#### TASK BRIEF
The answer is to be an exact copy of the lines below running from the line with "use dropflow_filter::Verdict;" down to the line with "Verdict, matched_port: Option<u16>)", both ends included, and nothing more.

START EXTRACTED MATERIAL

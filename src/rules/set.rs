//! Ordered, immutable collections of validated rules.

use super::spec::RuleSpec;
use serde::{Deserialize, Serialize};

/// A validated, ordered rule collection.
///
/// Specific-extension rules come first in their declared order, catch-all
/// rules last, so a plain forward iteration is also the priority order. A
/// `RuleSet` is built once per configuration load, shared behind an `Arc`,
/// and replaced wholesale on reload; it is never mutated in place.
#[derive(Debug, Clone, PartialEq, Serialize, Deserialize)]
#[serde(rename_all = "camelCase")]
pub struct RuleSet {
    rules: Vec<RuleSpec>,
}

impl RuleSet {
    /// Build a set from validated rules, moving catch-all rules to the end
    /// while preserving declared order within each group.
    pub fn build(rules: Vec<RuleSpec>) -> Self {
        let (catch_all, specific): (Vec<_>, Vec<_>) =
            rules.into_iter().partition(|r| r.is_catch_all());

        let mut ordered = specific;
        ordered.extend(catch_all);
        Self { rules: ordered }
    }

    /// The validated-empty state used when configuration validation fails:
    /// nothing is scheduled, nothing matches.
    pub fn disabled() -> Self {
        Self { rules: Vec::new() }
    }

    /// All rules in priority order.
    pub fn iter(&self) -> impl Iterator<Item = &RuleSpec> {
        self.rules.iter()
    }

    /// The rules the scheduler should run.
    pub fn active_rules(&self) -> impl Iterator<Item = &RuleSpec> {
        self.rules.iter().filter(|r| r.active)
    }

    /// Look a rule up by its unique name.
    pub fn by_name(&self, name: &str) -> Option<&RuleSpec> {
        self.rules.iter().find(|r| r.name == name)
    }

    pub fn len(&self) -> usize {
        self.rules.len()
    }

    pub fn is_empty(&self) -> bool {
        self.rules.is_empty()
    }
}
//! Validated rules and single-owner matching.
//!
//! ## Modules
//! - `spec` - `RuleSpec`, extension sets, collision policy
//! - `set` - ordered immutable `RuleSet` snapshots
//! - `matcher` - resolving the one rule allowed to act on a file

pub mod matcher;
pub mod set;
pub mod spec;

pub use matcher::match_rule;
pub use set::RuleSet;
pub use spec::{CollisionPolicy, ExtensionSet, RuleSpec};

END EXTRACTED MATERIAL
START EXTRACTED MATERIAL

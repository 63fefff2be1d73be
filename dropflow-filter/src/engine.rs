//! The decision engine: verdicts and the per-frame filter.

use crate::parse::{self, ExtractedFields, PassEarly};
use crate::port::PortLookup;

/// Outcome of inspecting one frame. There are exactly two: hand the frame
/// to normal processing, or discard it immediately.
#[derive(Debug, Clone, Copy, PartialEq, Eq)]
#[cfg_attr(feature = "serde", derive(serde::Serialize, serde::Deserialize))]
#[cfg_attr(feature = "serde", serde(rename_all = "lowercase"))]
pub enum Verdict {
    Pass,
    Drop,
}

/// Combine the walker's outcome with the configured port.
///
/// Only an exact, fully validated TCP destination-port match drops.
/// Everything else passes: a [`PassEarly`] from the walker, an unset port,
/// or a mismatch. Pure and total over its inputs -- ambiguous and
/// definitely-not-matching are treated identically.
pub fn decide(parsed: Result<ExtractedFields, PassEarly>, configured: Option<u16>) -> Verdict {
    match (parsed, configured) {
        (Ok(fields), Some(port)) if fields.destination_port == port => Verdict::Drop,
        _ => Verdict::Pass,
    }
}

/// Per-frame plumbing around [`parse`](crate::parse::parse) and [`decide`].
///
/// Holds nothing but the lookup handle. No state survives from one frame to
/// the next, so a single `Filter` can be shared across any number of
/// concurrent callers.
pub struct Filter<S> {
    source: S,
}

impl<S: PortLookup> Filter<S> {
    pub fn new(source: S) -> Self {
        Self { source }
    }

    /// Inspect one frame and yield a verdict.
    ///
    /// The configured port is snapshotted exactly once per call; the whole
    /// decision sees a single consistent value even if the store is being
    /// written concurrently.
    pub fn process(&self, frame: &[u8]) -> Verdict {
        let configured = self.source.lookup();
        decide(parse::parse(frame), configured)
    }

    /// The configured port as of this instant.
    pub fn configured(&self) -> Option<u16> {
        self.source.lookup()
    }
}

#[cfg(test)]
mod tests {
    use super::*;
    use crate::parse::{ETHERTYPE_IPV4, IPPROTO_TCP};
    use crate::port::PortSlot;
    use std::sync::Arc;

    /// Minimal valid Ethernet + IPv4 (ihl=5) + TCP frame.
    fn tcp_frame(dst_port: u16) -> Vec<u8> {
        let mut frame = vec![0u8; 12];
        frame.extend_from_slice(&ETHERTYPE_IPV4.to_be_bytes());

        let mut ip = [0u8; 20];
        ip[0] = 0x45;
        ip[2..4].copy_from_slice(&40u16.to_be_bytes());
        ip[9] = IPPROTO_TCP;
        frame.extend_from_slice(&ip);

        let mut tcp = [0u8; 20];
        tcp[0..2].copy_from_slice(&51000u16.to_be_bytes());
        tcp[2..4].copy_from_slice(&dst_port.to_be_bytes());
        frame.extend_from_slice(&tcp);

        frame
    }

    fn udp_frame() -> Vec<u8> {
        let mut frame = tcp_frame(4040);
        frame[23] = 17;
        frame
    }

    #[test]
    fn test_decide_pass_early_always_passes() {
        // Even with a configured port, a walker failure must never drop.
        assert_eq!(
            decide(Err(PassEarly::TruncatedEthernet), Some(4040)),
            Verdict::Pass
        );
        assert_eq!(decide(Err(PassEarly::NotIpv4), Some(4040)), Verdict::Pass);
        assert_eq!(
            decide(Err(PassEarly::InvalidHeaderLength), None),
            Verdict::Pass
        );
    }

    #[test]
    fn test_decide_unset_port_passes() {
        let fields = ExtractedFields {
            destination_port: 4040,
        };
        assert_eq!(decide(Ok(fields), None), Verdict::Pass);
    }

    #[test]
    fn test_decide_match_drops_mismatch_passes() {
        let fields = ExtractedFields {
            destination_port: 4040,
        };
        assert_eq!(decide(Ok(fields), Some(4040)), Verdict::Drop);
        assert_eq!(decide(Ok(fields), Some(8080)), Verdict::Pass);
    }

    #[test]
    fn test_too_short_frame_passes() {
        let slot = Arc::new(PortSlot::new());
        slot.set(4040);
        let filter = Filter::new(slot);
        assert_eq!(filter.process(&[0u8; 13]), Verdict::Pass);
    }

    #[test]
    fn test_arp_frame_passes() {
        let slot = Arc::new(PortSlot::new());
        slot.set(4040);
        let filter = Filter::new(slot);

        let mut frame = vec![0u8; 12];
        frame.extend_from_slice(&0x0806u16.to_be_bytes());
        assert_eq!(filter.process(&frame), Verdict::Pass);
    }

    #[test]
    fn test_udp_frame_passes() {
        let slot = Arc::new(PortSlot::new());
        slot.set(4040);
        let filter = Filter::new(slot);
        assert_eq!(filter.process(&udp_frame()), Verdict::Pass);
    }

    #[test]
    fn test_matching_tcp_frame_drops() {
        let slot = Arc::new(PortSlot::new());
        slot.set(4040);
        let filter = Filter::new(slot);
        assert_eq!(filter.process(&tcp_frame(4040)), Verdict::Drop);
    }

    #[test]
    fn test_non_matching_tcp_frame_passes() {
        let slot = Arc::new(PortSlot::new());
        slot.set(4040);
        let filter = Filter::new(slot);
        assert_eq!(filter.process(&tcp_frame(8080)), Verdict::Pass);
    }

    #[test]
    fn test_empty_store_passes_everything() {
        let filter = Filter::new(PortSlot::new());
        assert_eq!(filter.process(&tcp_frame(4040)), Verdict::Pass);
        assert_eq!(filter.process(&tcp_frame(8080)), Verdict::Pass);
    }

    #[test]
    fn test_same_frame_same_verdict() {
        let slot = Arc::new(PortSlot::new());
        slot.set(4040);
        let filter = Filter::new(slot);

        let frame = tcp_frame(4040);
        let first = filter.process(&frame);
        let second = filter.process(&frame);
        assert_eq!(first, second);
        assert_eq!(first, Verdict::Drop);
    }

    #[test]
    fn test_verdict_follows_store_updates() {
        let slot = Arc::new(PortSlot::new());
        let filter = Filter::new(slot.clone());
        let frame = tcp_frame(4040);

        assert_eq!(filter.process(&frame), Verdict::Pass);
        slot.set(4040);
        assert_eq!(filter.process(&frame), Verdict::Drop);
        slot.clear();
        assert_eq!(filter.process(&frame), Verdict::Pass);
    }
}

END EXTRACTED MATERIAL
START EXTRACTED MATERIAL

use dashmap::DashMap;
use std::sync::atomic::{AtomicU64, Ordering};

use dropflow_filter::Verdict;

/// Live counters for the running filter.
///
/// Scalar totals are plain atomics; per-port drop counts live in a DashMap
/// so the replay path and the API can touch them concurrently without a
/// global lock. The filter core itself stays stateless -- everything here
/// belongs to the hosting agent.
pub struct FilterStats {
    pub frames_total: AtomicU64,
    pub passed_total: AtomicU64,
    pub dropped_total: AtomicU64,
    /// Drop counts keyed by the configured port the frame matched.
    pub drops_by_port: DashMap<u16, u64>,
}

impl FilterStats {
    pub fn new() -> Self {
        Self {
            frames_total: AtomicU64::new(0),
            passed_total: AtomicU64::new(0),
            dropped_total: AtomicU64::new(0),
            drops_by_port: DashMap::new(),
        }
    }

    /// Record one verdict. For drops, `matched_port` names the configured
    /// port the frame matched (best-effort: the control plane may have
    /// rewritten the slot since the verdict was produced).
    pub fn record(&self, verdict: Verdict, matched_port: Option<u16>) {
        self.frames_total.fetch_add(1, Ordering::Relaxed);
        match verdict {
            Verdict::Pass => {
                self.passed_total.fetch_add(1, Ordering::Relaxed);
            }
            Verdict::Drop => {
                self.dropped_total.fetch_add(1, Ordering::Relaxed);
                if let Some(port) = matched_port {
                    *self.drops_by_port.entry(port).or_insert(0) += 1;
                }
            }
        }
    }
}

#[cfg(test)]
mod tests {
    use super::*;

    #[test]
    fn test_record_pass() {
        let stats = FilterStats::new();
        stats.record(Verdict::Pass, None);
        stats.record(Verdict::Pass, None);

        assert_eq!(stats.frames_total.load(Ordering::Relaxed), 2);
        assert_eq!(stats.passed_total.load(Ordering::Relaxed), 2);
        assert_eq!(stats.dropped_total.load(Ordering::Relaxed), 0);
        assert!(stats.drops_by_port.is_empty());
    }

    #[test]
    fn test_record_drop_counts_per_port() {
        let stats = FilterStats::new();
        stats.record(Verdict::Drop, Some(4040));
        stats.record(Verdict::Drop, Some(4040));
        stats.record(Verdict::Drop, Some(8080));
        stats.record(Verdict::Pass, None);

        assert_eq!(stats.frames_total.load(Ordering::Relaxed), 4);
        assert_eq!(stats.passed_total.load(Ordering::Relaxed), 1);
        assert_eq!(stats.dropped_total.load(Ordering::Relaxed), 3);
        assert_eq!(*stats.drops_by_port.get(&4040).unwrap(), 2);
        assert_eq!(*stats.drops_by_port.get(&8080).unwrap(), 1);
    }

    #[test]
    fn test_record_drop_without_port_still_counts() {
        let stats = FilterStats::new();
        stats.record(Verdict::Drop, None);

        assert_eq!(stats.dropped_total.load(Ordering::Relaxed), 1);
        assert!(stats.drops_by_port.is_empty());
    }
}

END EXTRACTED MATERIAL

#### RESULT OF THIS EXERCISE
use dropflow_filter::Verdict;

/// Live counters for the running filter.
///
/// Scalar totals are plain atomics; per-port drop counts live in a DashMap
/// so the replay path and the API can touch them concurrently without a
/// global lock. The filter core itself stays stateless -- everything here
/// belongs to the hosting agent.
pub struct FilterStats {
    pub frames_total: AtomicU64,
    pub passed_total: AtomicU64,
    pub dropped_total: AtomicU64,
    /// Drop counts keyed by the configured port the frame matched.
    pub drops_by_port: DashMap<u16, u64>,
}

impl FilterStats {
    pub fn new() -> Self {
        Self {
            frames_total: AtomicU64::new(0),
            passed_total: AtomicU64::new(0),
            dropped_total: AtomicU64::new(0),
            drops_by_port: DashMap::new(),
        }
    }

    /// Record one verdict. For drops, `matched_port` names the configured
    /// port the frame matched (best-effort: the control plane may have
    /// rewritten the slot since the verdict was produced).
    pub fn record(&self, verdict: Verdict, matched_port: Option<u16>) {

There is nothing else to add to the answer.